There is so much else to say about the Lord’s ministry on our behalf as he exercises it from heaven. But I hurry on; like Luke I am coming to the end of my scroll and have to wrap things up.

  1. Third and finally the ascension is an article of our faith as Christians because it is the prelude of the Lord’s next appearance in the world.

One cannot return to a place until first he has left it. This is the point that the two angels made to the disciples as we read in Acts 1:11. The Lord Jesus would return in the way in which he left. Without the ascension there could be no Second Coming. It is the precondition of the Lord’s return. When he comes again, as we read in Hebrews 9::28, it will not be to deal with sin, but to save those who are eagerly waiting for him.” Nothing in our faith means anything at all if Jesus is not coming back to judge the living and the dead and to take his people to heaven. The entire edifice of Christian faith rests on the foundation of a certain future, of eternal life to be granted in its fullness at the end of time upon the Second Coming of Jesus Christ. And that is what the ascension is: a leaving with the intention to return. As Paul once put it:

“Our citizenship is in heaven, and from it we await a Savior, the Lord Jesus Christ, who will transform our lowly body to be like his glorious body, by the power that enables him to subject all things to himself.” [Phil. 3:20-21]

I think this may have been one of the reasons the apostles left the place of the Lord’s ascension so happy. His ascension was a large and decisive step toward his return.
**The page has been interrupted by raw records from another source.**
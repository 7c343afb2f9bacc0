//! Dispatch Result Model
//!
//! The `(output, exit code)` pair every backend produces.

use serde::{Deserialize, Serialize};

use crate::error::{Error, EXIT_FAILURE};

/// Outcome of dispatching one line
#[derive(Debug, Clone, PartialEq, Eq, Default, Serialize, Deserialize)]
pub struct DispatchResult {
    /// Text shown to the user (may be empty)
    pub output: String,

    /// Shell exit code, `0` on success
    pub exit_code: i32,
}

impl DispatchResult {
    /// Successful result carrying `output`
    pub fn success(output: impl Into<String>) -> Self {
        Self {
            output: output.into(),
            exit_code: 0,
        }
    }

    /// Successful result with no output
    pub fn empty() -> Self {
        Self::default()
    }

    /// Result whose exit code is only known at runtime (a child's status)
    pub fn with_code(output: impl Into<String>, exit_code: i32) -> Self {
        Self {
            output: output.into(),
            exit_code,
        }
    }

    /// Failed result with an explicit exit code
    pub fn failure(output: impl Into<String>, exit_code: i32) -> Self {
        Self::with_code(output, exit_code)
    }

    /// Failed result with the generic failure code
    pub fn error(output: impl Into<String>) -> Self {
        Self::failure(output, EXIT_FAILURE)
    }

    /// Convert a backend error into its one-line message and exit code
    pub fn from_error(err: &Error) -> Self {
        Self::failure(err.to_string(), err.exit_code())
    }

    /// Whether the exit code signals success
    pub fn is_success(&self) -> bool {
        self.exit_code == 0
    }

    /// Prefix the output with a line of text
    pub fn prefixed(mut self, prefix: &str) -> Self {
        self.output.insert_str(0, prefix);
        self
    }
}

impl From<Error> for DispatchResult {
    fn from(err: Error) -> Self {
        Self::from_error(&err)
    }
}
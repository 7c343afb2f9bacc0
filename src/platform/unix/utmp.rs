//! Login records from the utmp database
//!
//! Linux glibc layout: fixed 384-byte records in native byte order.

use chrono::{DateTime, Local, TimeZone};
use std::path::Path;

use crate::platform::traits::UserSession;

const RECORD_SIZE: usize = 384;
const USER_PROCESS: i16 = 7;

const TYPE_OFFSET: usize = 0;
const LINE_OFFSET: usize = 8;
const LINE_LEN: usize = 32;
const USER_OFFSET: usize = 44;
const USER_LEN: usize = 32;
const TV_SEC_OFFSET: usize = 340;

/// Default locations of the utmp file, in lookup order
pub const UTMP_PATHS: &[&str] = &["/var/run/utmp", "/run/utmp"];

/// Read the first utmp file that exists; a missing database means no sessions
pub fn read_sessions() -> std::io::Result<Vec<UserSession>> {
    for path in UTMP_PATHS {
        let path = Path::new(path);
        if path.exists() {
            return Ok(parse_records(&std::fs::read(path)?));
        }
    }
    Ok(Vec::new())
}

/// Decode every `USER_PROCESS` record in `data`
pub fn parse_records(data: &[u8]) -> Vec<UserSession> {
    data.chunks_exact(RECORD_SIZE)
        .filter_map(parse_record)
        .collect()
}

fn parse_record(record: &[u8]) -> Option<UserSession> {
    let kind = i16::from_ne_bytes([record[TYPE_OFFSET], record[TYPE_OFFSET + 1]]);
    if kind != USER_PROCESS {
        return None;
    }

    let user = c_string(&record[USER_OFFSET..USER_OFFSET + USER_LEN]);
    if user.is_empty() {
        return None;
    }

    let seconds = i32::from_ne_bytes(
        record[TV_SEC_OFFSET..TV_SEC_OFFSET + 4].try_into().ok()?,
    );
    let started: Option<DateTime<Local>> = Local.timestamp_opt(i64::from(seconds), 0).single();

    Some(UserSession {
        user,
        terminal: c_string(&record[LINE_OFFSET..LINE_OFFSET + LINE_LEN]),
        started,
    })
}

fn c_string(bytes: &[u8]) -> String {
    let end = bytes.iter().position(|b| *b == 0).unwrap_or(bytes.len());
    String::from_utf8_lossy(&bytes[..end]).into_owned()
}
You can’t start counting down the days to the wedding, until first you are engaged! In the same way, you can’t start looking for the Lord’s return until he has left.
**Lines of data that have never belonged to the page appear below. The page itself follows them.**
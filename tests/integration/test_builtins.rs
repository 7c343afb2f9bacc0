//! Integration Tests for Session Built-ins
//!
//! cd, pwd, history, help, clear, exit and the explicit `ai` form.

use plainsh::{Config, SessionContext, Shell};
use std::fs;
use std::path::Path;
use tempfile::TempDir;

fn setup() -> (Shell, SessionContext, TempDir) {
    let dir = TempDir::new().unwrap();
    let session = SessionContext::new(dir.path());
    (Shell::new(Config::default()), session, dir)
}

#[tokio::test]
async fn test_pwd_reports_session_directory() {
    let (shell, mut session, dir) = setup();

    let result = shell.execute("pwd", &mut session).await;

    assert!(result.is_success());
    assert_eq!(result.output, dir.path().display().to_string());
}

#[tokio::test]
async fn test_cd_relative_absolute_and_parent() {
    let (shell, mut session, dir) = setup();
    fs::create_dir_all(dir.path().join("a/b")).unwrap();

    let result = shell.execute("cd a/b", &mut session).await;
    assert!(result.is_success());
    assert!(result.output.is_empty());
    assert_eq!(session.current_directory(), dir.path().join("a/b"));

    shell.execute("cd ..", &mut session).await;
    assert_eq!(session.current_directory(), dir.path().join("a"));

    shell.execute("cd /", &mut session).await;
    assert_eq!(session.current_directory(), Path::new("/"));
}

#[tokio::test]
async fn test_cd_dash_returns_to_previous() {
    let (shell, mut session, dir) = setup();
    fs::create_dir(dir.path().join("work")).unwrap();

    shell.execute("cd work", &mut session).await;
    let result = shell.execute("cd -", &mut session).await;

    assert_eq!(result.output, dir.path().display().to_string());
    assert_eq!(session.current_directory(), dir.path());
}

#[tokio::test]
async fn test_cd_home() {
    let (shell, mut session, _dir) = setup();
    let Some(home) = dirs::home_dir() else {
        return;
    };
    if !home.is_dir() {
        return;
    }

    shell.execute("cd", &mut session).await;
    assert_eq!(session.current_directory(), home);
}

#[tokio::test]
async fn test_cd_failure_keeps_directory() {
    let (shell, mut session, dir) = setup();
    fs::write(dir.path().join("plain.txt"), "").unwrap();

    let result = shell.execute("cd nowhere", &mut session).await;
    assert_eq!(result.exit_code, 1);
    assert_eq!(result.output, "cd: no such file or directory: nowhere");

    let result = shell.execute("cd plain.txt", &mut session).await;
    assert_eq!(result.output, "cd: not a directory: plain.txt");
    assert_eq!(result.exit_code, 1);

    assert_eq!(session.current_directory(), dir.path());
}

#[tokio::test]
async fn test_history_lists_numbered_entries() {
    let (shell, mut session, _dir) = setup();

    shell.execute("pwd", &mut session).await;
    shell.execute("nonexistent_cmd_xyz", &mut session).await;
    let result = shell.execute("history", &mut session).await;

    assert_eq!(
        result.output,
        "  1  pwd\n  2  nonexistent_cmd_xyz\n  3  history\n"
    );
}

#[tokio::test]
async fn test_history_search() {
    let (shell, mut session, _dir) = setup();

    shell.execute("echo alpha", &mut session).await;
    shell.execute("pwd", &mut session).await;
    let result = shell.execute("history alpha", &mut session).await;

    assert!(result.output.lines().any(|line| line == "echo alpha"));
    assert!(!result.output.lines().any(|line| line == "pwd"));
}

#[tokio::test]
async fn test_history_cannot_be_cleared() {
    let (shell, mut session, _dir) = setup();

    shell.execute("pwd", &mut session).await;
    let result = shell.execute("history -c", &mut session).await;

    assert_eq!(result.exit_code, 1);
    assert_eq!(session.history().len(), 2);
}

#[tokio::test]
async fn test_help_and_clear() {
    let (shell, mut session, _dir) = setup();

    let result = shell.execute("help", &mut session).await;
    assert!(result.output.starts_with("Available Commands:"));
    assert!(result.output.contains("ai <query>"));

    let result = shell.execute("clear", &mut session).await;
    assert_eq!(result.output, "\x1b[2J\x1b[H");
}

#[tokio::test]
async fn test_exit_and_quit_stop_the_session() {
    let (shell, mut session, _dir) = setup();

    let result = shell.execute("exit", &mut session).await;
    assert_eq!(result.output, "Goodbye!");
    assert!(result.is_success());
    assert!(!session.is_running());

    let (shell, mut session, _dir) = setup();
    shell.execute("quit", &mut session).await;
    assert!(!session.is_running());
}

#[tokio::test]
async fn test_ai_shows_translated_command() {
    let (shell, mut session, dir) = setup();

    let result = shell.execute("ai where am i", &mut session).await;

    assert!(result.is_success());
    assert_eq!(
        result.output,
        format!("Executing: pwd\n{}", dir.path().display())
    );
}

#[tokio::test]
async fn test_ask_translates_command_shaped_requests() {
    let (shell, mut session, dir) = setup();
    fs::write(dir.path().join("file.txt"), "data").unwrap();
    fs::create_dir(dir.path().join("backup")).unwrap();

    let result = shell
        .execute("ask copy file.txt to backup", &mut session)
        .await;

    assert!(result.output.starts_with("Executing: cp file.txt backup\n"));
    assert!(dir.path().join("backup/file.txt").is_file());
}

#[tokio::test]
async fn test_ai_usage_examples_and_misses() {
    let (shell, mut session, _dir) = setup();

    let result = shell.execute("ai", &mut session).await;
    assert_eq!(result.exit_code, 1);
    assert!(result.output.starts_with("Usage: ai <natural language query>"));

    let result = shell.execute("ai examples", &mut session).await;
    assert!(result.is_success());
    assert!(result.output.starts_with("Natural Language Examples:\n\n 1. "));

    let result = shell.execute("ai juggle oranges", &mut session).await;
    assert_eq!(result.exit_code, 1);
    assert_eq!(
        result.output,
        "I couldn't understand that query. Type 'ai examples' for example queries."
    );

    // Only the typed lines are recorded, never the translations
    assert_eq!(session.history().len(), 3);
}
//! Redirection, pipeline and background-marker handling
//!
//! Only single-stage, quote-aware splitting is supported. This is not a
//! shell grammar: there is no here-doc, fd duplication or subshell syntax.

/// Result of stripping redirection operators from a token stream
#[derive(Debug, Clone, PartialEq, Eq, Default)]
pub struct Redirections {
    /// Tokens left once redirections are removed
    pub cleaned_args: Vec<String>,

    /// Target of `>` / `>>`
    pub output_file: Option<String>,

    /// Source of `<`
    pub input_file: Option<String>,

    /// Set by `>>`
    pub append_mode: bool,
}

/// Extract `>`, `>>` and `<` from `tokens`, left to right
///
/// `>file` and `>>file` are accepted as combined forms. An operator that is
/// the last token has nothing to consume and is kept as a literal argument.
/// Later redirections of the same kind replace earlier ones.
pub fn split_redirections(tokens: &[String]) -> Redirections {
    let mut result = Redirections::default();
    let mut iter = tokens.iter().peekable();

    while let Some(token) = iter.next() {
        match token.as_str() {
            op @ (">" | ">>" | "<") => match iter.next() {
                Some(target) => match op {
                    "<" => result.input_file = Some(target.clone()),
                    _ => {
                        result.output_file = Some(target.clone());
                        result.append_mode = op == ">>";
                    }
                },
                None => result.cleaned_args.push(token.clone()),
            },
            combined if combined.starts_with(">>") => {
                result.output_file = Some(combined[2..].to_string());
                result.append_mode = true;
            }
            combined if combined.starts_with('>') => {
                result.output_file = Some(combined[1..].to_string());
                result.append_mode = false;
            }
            _ => result.cleaned_args.push(token.clone()),
        }
    }

    result
}

/// Split a raw line into pipeline stages on unquoted `|`
///
/// Stages are trimmed and empty stages dropped; when nothing remains the
/// trimmed line is returned as the only stage.
pub fn split_pipeline(line: &str) -> Vec<String> {
    let mut stages = Vec::new();
    let mut current = String::new();
    let mut quote: Option<char> = None;

    for ch in line.chars() {
        match (quote, ch) {
            (None, '"') | (None, '\'') => {
                quote = Some(ch);
                current.push(ch);
            }
            (Some(open), _) if ch == open => {
                quote = None;
                current.push(ch);
            }
            (None, '|') => {
                push_stage(&mut stages, &current);
                current.clear();
            }
            _ => current.push(ch),
        }
    }
    push_stage(&mut stages, &current);

    if stages.is_empty() {
        stages.push(line.trim().to_string());
    }
    stages
}

fn push_stage(stages: &mut Vec<String>, stage: &str) {
    let stage = stage.trim();
    if !stage.is_empty() {
        stages.push(stage.to_string());
    }
}

/// Strip a trailing unquoted `&` from `line`
///
/// Returns the cleaned (trimmed) line and whether the marker was present.
/// `&&` is not a background marker.
pub fn detect_background(line: &str) -> (String, bool) {
    let trimmed = line.trim();

    let Some(body) = trimmed.strip_suffix('&') else {
        return (trimmed.to_string(), false);
    };

    if body.ends_with('&') || body.ends_with('\\') || super::has_unbalanced_quotes(body) {
        return (trimmed.to_string(), false);
    }

    (body.trim_end().to_string(), true)
}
In all these ways the Lord’s ascension is a vital article of our faith as Christians. Think of it this way. A great deal that sustains your life every moment, every day you are most of the time utterly unaware of. You do not tell your heart to beat or your lungs to breathe. You are hardly even aware that they do so. You do not have to make a decision in order for your digestive system to turn the food you eat into energy. You pay no attention to your neurological system. They work constantly but without your conscious oversight. It is all essential to your life, but you rarely give such things a thought. Indeed, if you had to think about them, you couldn’t think about anything else. If you had to command your heart and lungs and other biological systems  you would be entirely preoccupied with them; they would be your daily life in its entirety.
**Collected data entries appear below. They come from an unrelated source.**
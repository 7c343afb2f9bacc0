//! Unix-specific platform implementations

mod memory;
mod paths;
#[cfg(target_os = "linux")]
mod procfs;
mod process;
mod signals;
mod system;
#[cfg(target_os = "linux")]
mod utmp;

pub use memory::UnixMemory;
pub use paths::UnixPaths;
pub use process::UnixProcesses;
pub use signals::UnixSignals;
pub use system::UnixSystem;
Well so it is with your spiritual life. While there is much to think about and many decisions to make, still most of it is imperceptible to you. The foundations of your Christian existence lie very deep. They reach down to where the Lord Jesus is carrying on his work in you and for you; or, better, they reach up to heaven where that work is being done. Every day, all day long, vast loads of sin are carried away to be buried in the deepest sea; every day the purest and most powerful prayers are offered on your behalf — prayers that you hadn’t the wit or the conviction to pray for yourself but prayers that make all the difference between you living and dying as a child of God. And all the while the world is being ruled on your behalf with a view to your eternal life and a place is being prepared for you in the city that has foundations. You have an advocate, a priest, a king who is constantly at work on your behalf. And some day, you will see that God/Man face to face, and be overwhelmed by the recognition of all that he did for you when you were utterly unaware. Your life is speeding toward him. Or, better, he is speeding toward you!

If you really believe that, and every Christian should, then you too should go home with a spring in your step!